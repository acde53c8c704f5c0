// ── Search constraints ──
//
// FilterState is the value object every product query is built from.
// Absent fields mean "unconstrained"; the page number is always >= 1.

use serde::{Deserialize, Serialize};
use strum::{AsRefStr, Display, EnumIter, EnumString};

/// Result ordering offered by the storefront.
#[derive(
    Debug,
    Clone,
    Copy,
    PartialEq,
    Eq,
    Hash,
    Serialize,
    Deserialize,
    Display,
    EnumString,
    EnumIter,
    AsRefStr,
)]
#[serde(rename_all = "kebab-case")]
#[strum(serialize_all = "kebab-case")]
pub enum SortOrder {
    Newest,
    Oldest,
    PriceAsc,
    PriceDesc,
    Name,
}

impl SortOrder {
    /// Human-readable label for menus.
    pub fn label(self) -> &'static str {
        match self {
            Self::Newest => "Newest first",
            Self::Oldest => "Oldest first",
            Self::PriceAsc => "Price: low to high",
            Self::PriceDesc => "Price: high to low",
            Self::Name => "Name",
        }
    }
}

/// The fields a user can change in the filter modal.
///
/// `None` means "left untouched", not "cleared".
#[derive(Debug, Clone, Default, PartialEq, Eq)]
pub struct FilterSelection {
    pub category: Option<String>,
    pub sort: Option<SortOrder>,
}

/// Constraints narrowing a product query.
#[derive(Debug, Clone, PartialEq, Eq, Serialize, Deserialize)]
#[serde(from = "RawFilterState")]
pub struct FilterState {
    pub category: Option<String>,
    pub sort: Option<SortOrder>,
    pub keyword: Option<String>,
    page: u32,
}

impl Default for FilterState {
    fn default() -> Self {
        Self {
            category: None,
            sort: None,
            keyword: None,
            page: 1,
        }
    }
}

/// Wire form; a missing or zero page becomes page 1.
#[derive(Deserialize)]
struct RawFilterState {
    category: Option<String>,
    sort: Option<SortOrder>,
    keyword: Option<String>,
    #[serde(default)]
    page: u32,
}

impl From<RawFilterState> for FilterState {
    fn from(raw: RawFilterState) -> Self {
        Self {
            category: raw.category,
            sort: raw.sort,
            keyword: raw.keyword,
            page: raw.page.max(1),
        }
    }
}

impl FilterState {
    /// Unconstrained filter seeded with a category, e.g. from navigation.
    pub fn for_category(category: impl Into<String>) -> Self {
        Self {
            category: Some(category.into()),
            ..Self::default()
        }
    }

    /// Same page, category replaced.
    pub fn with_category(mut self, category: Option<String>) -> Self {
        self.category = category;
        self
    }

    /// Same page, sort replaced.
    pub fn with_sort(mut self, sort: Option<SortOrder>) -> Self {
        self.sort = sort;
        self
    }

    /// 1-based page number.
    pub fn page(&self) -> u32 {
        self.page
    }

    /// Same constraints, explicit page. Zero is clamped to 1.
    pub fn with_page(&self, page: u32) -> Self {
        Self {
            page: page.max(1),
            ..self.clone()
        }
    }

    /// Same constraints, page 1.
    pub fn first_page(&self) -> Self {
        self.with_page(1)
    }

    /// Same constraints, the page after this one.
    pub fn next_page(&self) -> Self {
        self.with_page(self.page.saturating_add(1))
    }

    /// Apply search text as the keyword. Blank text clears it.
    pub fn with_keyword(&self, text: &str) -> Self {
        let trimmed = text.trim();
        Self {
            keyword: (!trimmed.is_empty()).then(|| trimmed.to_owned()),
            ..self.first_page()
        }
    }

    /// Merge the fields the user actually changed; resets to page 1.
    pub fn merge(&self, selection: &FilterSelection) -> Self {
        let mut merged = self.first_page();
        if let Some(ref category) = selection.category {
            merged.category = Some(category.clone());
        }
        if let Some(sort) = selection.sort {
            merged.sort = Some(sort);
        }
        merged
    }

    /// Whether any constraint besides the page is set.
    pub fn is_constrained(&self) -> bool {
        self.category.is_some() || self.sort.is_some() || self.keyword.is_some()
    }
}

• _What to do_
Within the listing above, extract exactly the lines from the line with "page, sort replaced." to the line with "pub fn merge(&self, selection: &FilterSelection)", the two named lines included, and no others.

• _Reply_
    /// Same page, sort replaced.
    pub fn with_sort(mut self, sort: Option<SortOrder>) -> Self {
        self.sort = sort;
        self
    }

    /// 1-based page number.
    pub fn page(&self) -> u32 {
        self.page
    }

    /// Same constraints, explicit page. Zero is clamped to 1.
    pub fn with_page(&self, page: u32) -> Self {
        Self {
            page: page.max(1),
            ..self.clone()
        }
    }

    /// Same constraints, page 1.
    pub fn first_page(&self) -> Self {
        self.with_page(1)
    }

    /// Same constraints, the page after this one.
    pub fn next_page(&self) -> Self {
        self.with_page(self.page.saturating_add(1))
    }

    /// Apply search text as the keyword. Blank text clears it.
    pub fn with_keyword(&self, text: &str) -> Self {
        let trimmed = text.trim();
        Self {
            keyword: (!trimmed.is_empty()).then(|| trimmed.to_owned()),
            ..self.first_page()
        }
    }

    /// Merge the fields the user actually changed; resets to page 1.
    pub fn merge(&self, selection: &FilterSelection) -> Self {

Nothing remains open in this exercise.